Give it the whole 9 yards ...giving it a full belt of ammo for a machine gun
I Suppse one of the earliest is: the die is cast
Just remembered some more ;D
Hoisted on your own Petard
Everyting is above board - nautical - you can see the whole crew there is no sneaky pirate horde hiding below decks
Know the ropes
Decimate - roman system of killing one in ten
Hold the fort
Jerry cans
Snorkers
Egg banjo (egg butty)
ts amazing how to begin with I couldnt think of any then kapow they all come flooding back
:-[ a bit sad really
I have been known to use the term SNAFU to explain how things are going horribly wrong! ;D
QuoteI have been known to use the term SNAFU to explain how things are going horribly wrong!
Ditto - and also FUBAR ;D
Another string to your bow (having a spare bow string)
I'd keep that under your hat (keeping your bow string dry and therefore taught)

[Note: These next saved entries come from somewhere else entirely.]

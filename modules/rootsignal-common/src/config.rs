use std::env;

/// Application configuration loaded from environment variables.
#[derive(Debug, Clone)]
pub struct Config {
    // Memgraph (bolt protocol via neo4rs driver)
    pub memgraph_uri: String,
    pub memgraph_user: String,
    pub memgraph_password: String,

    // AI providers
    pub anthropic_api_key: String,
    pub voyage_api_key: String,

    // Scraping
    pub tavily_api_key: String,
    pub apify_api_key: String,

    // Web server
    pub web_host: String,
    pub web_port: u16,

    // Admin
    pub admin_username: String,
    pub admin_password: String,

    // City
    pub city: String,

    // City bootstrap (optional — for cold-start or explicit override)
    pub city_name: Option<String>,
    pub city_lat: Option<f64>,
    pub city_lng: Option<f64>,
    pub city_radius_km: Option<f64>,

    // Budget
    /// Daily budget limit in cents. 0 = unlimited.
    pub daily_budget_cents: u64,

    // Twilio (for admin OTP auth)
    pub twilio_account_sid: String,
    pub twilio_auth_token: String,
    pub twilio_service_id: String,

    // Admin phone numbers (E.164) allowed to authenticate
    pub admin_numbers: Vec<String>,
}

impl Config {
    /// Load configuration from environment variables.
    /// Panics with a clear message if required vars are missing.
    pub fn from_env() -> Self {
        Self {
            memgraph_uri: required_env("MEMGRAPH_URI"),
            memgraph_user: required_env("MEMGRAPH_USER"),
            memgraph_password: required_env("MEMGRAPH_PASSWORD"),
            anthropic_api_key: required_env("ANTHROPIC_API_KEY"),
            voyage_api_key: required_env("VOYAGE_API_KEY"),
            tavily_api_key: required_env("TAVILY_API_KEY"),
            apify_api_key: env::var("APIFY_API_KEY").unwrap_or_default(),
            web_host: env::var("WEB_HOST").unwrap_or_else(|_| "0.0.0.0".to_string()),
            web_port: env::var("WEB_PORT")
                .unwrap_or_else(|_| "3000".to_string())
                .parse()
                .expect("WEB_PORT must be a number"),
            admin_username: env::var("ADMIN_USERNAME").unwrap_or_else(|_| "admin".to_string()),
            admin_password: required_env("ADMIN_PASSWORD"),
            city: String::new(),
            city_name: None,
            city_lat: None,
            city_lng: None,
            city_radius_km: None,
            daily_budget_cents: 0,
            twilio_account_sid: String::new(),
            twilio_auth_token: String::new(),
            twilio_service_id: String::new(),
            admin_numbers: Vec::new(),
        }
    }

    /// Load config for scout (no web server or admin fields needed).
    pub fn scout_from_env() -> Self {
        Self {
            memgraph_uri: required_env("MEMGRAPH_URI"),
            memgraph_user: required_env("MEMGRAPH_USER"),
            memgraph_password: required_env("MEMGRAPH_PASSWORD"),
            anthropic_api_key: required_env("ANTHROPIC_API_KEY"),
            voyage_api_key: required_env("VOYAGE_API_KEY"),
            tavily_api_key: required_env("TAVILY_API_KEY"),
            apify_api_key: env::var("APIFY_API_KEY").unwrap_or_default(),
            web_host: String::new(),
            web_port: 0,
            admin_username: String::new(),
            admin_password: String::new(),
            city: env::var("CITY").unwrap_or_else(|_| "twincities".to_string()),
            city_name: env::var("CITY_NAME").ok(),
            city_lat: env::var("CITY_LAT").ok().and_then(|v| v.parse().ok()),
            city_lng: env::var("CITY_LNG").ok().and_then(|v| v.parse().ok()),
            city_radius_km: env::var("CITY_RADIUS_KM").ok().and_then(|v| v.parse().ok()),
            daily_budget_cents: env::var("DAILY_BUDGET_CENTS")
                .ok()
                .and_then(|v| v.parse().ok())
                .unwrap_or(0),
            twilio_account_sid: String::new(),
            twilio_auth_token: String::new(),
            twilio_service_id: String::new(),
            admin_numbers: Vec::new(),
        }
    }

    /// Load config for edition generation (Memgraph + Anthropic + city).
    pub fn editions_from_env() -> Self {
        Self {
            memgraph_uri: required_env("MEMGRAPH_URI"),
            memgraph_user: required_env("MEMGRAPH_USER"),
            memgraph_password: required_env("MEMGRAPH_PASSWORD"),
            anthropic_api_key: required_env("ANTHROPIC_API_KEY"),
            voyage_api_key: String::new(),
            tavily_api_key: String::new(),
            apify_api_key: String::new(),
            web_host: String::new(),
            web_port: 0,
            admin_username: String::new(),
            admin_password: String::new(),
            city: env::var("CITY").unwrap_or_else(|_| "twincities".to_string()),
            city_name: None,
            city_lat: None,
            city_lng: None,
            city_radius_km: None,
            daily_budget_cents: 0,
            twilio_account_sid: String::new(),
            twilio_auth_token: String::new(),
            twilio_service_id: String::new(),
            admin_numbers: Vec::new(),
        }
    }

    /// Load config for the scout supervisor (Memgraph + Anthropic + city + notifications).
    pub fn supervisor_from_env() -> Self {
        Self {
            memgraph_uri: required_env("MEMGRAPH_URI"),
            memgraph_user: required_env("MEMGRAPH_USER"),
            memgraph_password: required_env("MEMGRAPH_PASSWORD"),
            anthropic_api_key: required_env("ANTHROPIC_API_KEY"),
            voyage_api_key: String::new(),
            tavily_api_key: String::new(),
            apify_api_key: String::new(),
            web_host: String::new(),
            web_port: 0,
            admin_username: String::new(),
            admin_password: String::new(),
            city: env::var("CITY").unwrap_or_else(|_| "twincities".to_string()),
            city_name: None,
            city_lat: None,
            city_lng: None,
            city_radius_km: None,
            daily_budget_cents: env::var("SUPERVISOR_DAILY_BUDGET_CENTS")
                .ok()
                .and_then(|v| v.parse().ok())
                .unwrap_or(100),
            twilio_account_sid: String::new(),
            twilio_auth_token: String::new(),
            twilio_service_id: String::new(),
            admin_numbers: Vec::new(),
        }
    }

    /// Load config for the web/API server.
    /// AI keys are optional — if set, the API can trigger scout runs.
    pub fn web_from_env() -> Self {
        let admin_numbers: Vec<String> = env::var("ADMIN_NUMBERS")
            .unwrap_or_default()
            .split(',')
            .map(|s| s.trim().to_string())
            .filter(|s| !s.is_empty())
            .collect();

        Self {
            memgraph_uri: required_env("MEMGRAPH_URI"),
            memgraph_user: required_env("MEMGRAPH_USER"),
            memgraph_password: required_env("MEMGRAPH_PASSWORD"),
            anthropic_api_key: env::var("ANTHROPIC_API_KEY").unwrap_or_default(),
            voyage_api_key: env::var("VOYAGE_API_KEY").unwrap_or_default(),
            tavily_api_key: env::var("TAVILY_API_KEY").unwrap_or_default(),
            apify_api_key: env::var("APIFY_API_KEY").unwrap_or_default(),
            web_host: env::var("WEB_HOST").unwrap_or_else(|_| "0.0.0.0".to_string()),
            web_port: env::var("WEB_PORT")
                .unwrap_or_else(|_| "3000".to_string())
                .parse()
                .expect("WEB_PORT must be a number"),
            admin_username: env::var("ADMIN_USERNAME").unwrap_or_else(|_| "admin".to_string()),
            admin_password: required_env("ADMIN_PASSWORD"),
            city: env::var("CITY").unwrap_or_else(|_| "twincities".to_string()),
            city_name: None,
            city_lat: None,
            city_lng: None,
            city_radius_km: None,
            daily_budget_cents: 0,
            twilio_account_sid: env::var("TWILIO_ACCOUNT_SID").unwrap_or_default(),
            twilio_auth_token: env::var("TWILIO_AUTH_TOKEN").unwrap_or_default(),
            twilio_service_id: env::var("TWILIO_SERVICE_ID").unwrap_or_default(),
            admin_numbers,
        }
    }
}

impl Config {
    /// Log the first 8 characters of each sensitive env var for debugging.
    pub fn log_redacted(&self) {
        let vars = [
            ("MEMGRAPH_URI", &self.memgraph_uri),
            ("MEMGRAPH_USER", &self.memgraph_user),
            ("MEMGRAPH_PASSWORD", &self.memgraph_password),
            ("ANTHROPIC_API_KEY", &self.anthropic_api_key),
            ("VOYAGE_API_KEY", &self.voyage_api_key),
            ("TAVILY_API_KEY", &self.tavily_api_key),
            ("APIFY_API_KEY", &self.apify_api_key),
        ];
        for (name, value) in vars {
            if value.is_empty() {
                tracing::info!("{name} = (empty)");
            } else {
                tracing::info!("{name} = ({} chars)", value.len());
            }
        }
    }
}

fn required_env(key: &str) -> String {
    env::var(key).unwrap_or_else(|_| panic!("{key} environment variable is required"))
}
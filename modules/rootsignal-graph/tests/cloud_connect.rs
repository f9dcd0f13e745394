//! Smoke test: connect to Memgraph Cloud via bolt+ssc://.
//! Run with: cargo test -p rootsignal-graph --test cloud_connect -- --ignored

use rootsignal_graph::{query, GraphClient};

#[tokio::test]
#[ignore] // requires live Memgraph Cloud credentials
async fn cloud_connect() {
    let uri = std::env::var("MEMGRAPH_URI").expect("MEMGRAPH_URI required");
    let user = std::env::var("MEMGRAPH_USER").expect("MEMGRAPH_USER required");
    let password = std::env::var("MEMGRAPH_PASSWORD").expect("MEMGRAPH_PASSWORD required");

    let client = GraphClient::connect(&uri, &user, &password)
        .await
        .expect("Failed to connect");

    let mut result = client.inner().execute(query("RETURN 1 AS ping")).await.unwrap();
    let row = result.next().await.unwrap().expect("No result row");
    let ping: i64 = row.get("ping").unwrap();
    assert_eq!(ping, 1);
}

A right cock-up (putting the arrow onto the bowstring 90 degress out, therefore causing the arrow to fly off at an angle)
Toeing the line (I believe from the parade ground where the troops put their toes on a line to form a straight line)
Freelance work/freelancers (literally knights with lances that were free for hire)
Damp squib (I believe an artillery expression of the black powder period)
Couldn't hit a barn door (a whole variety of sayings along this line)
Cold shoulder - interesting, but military?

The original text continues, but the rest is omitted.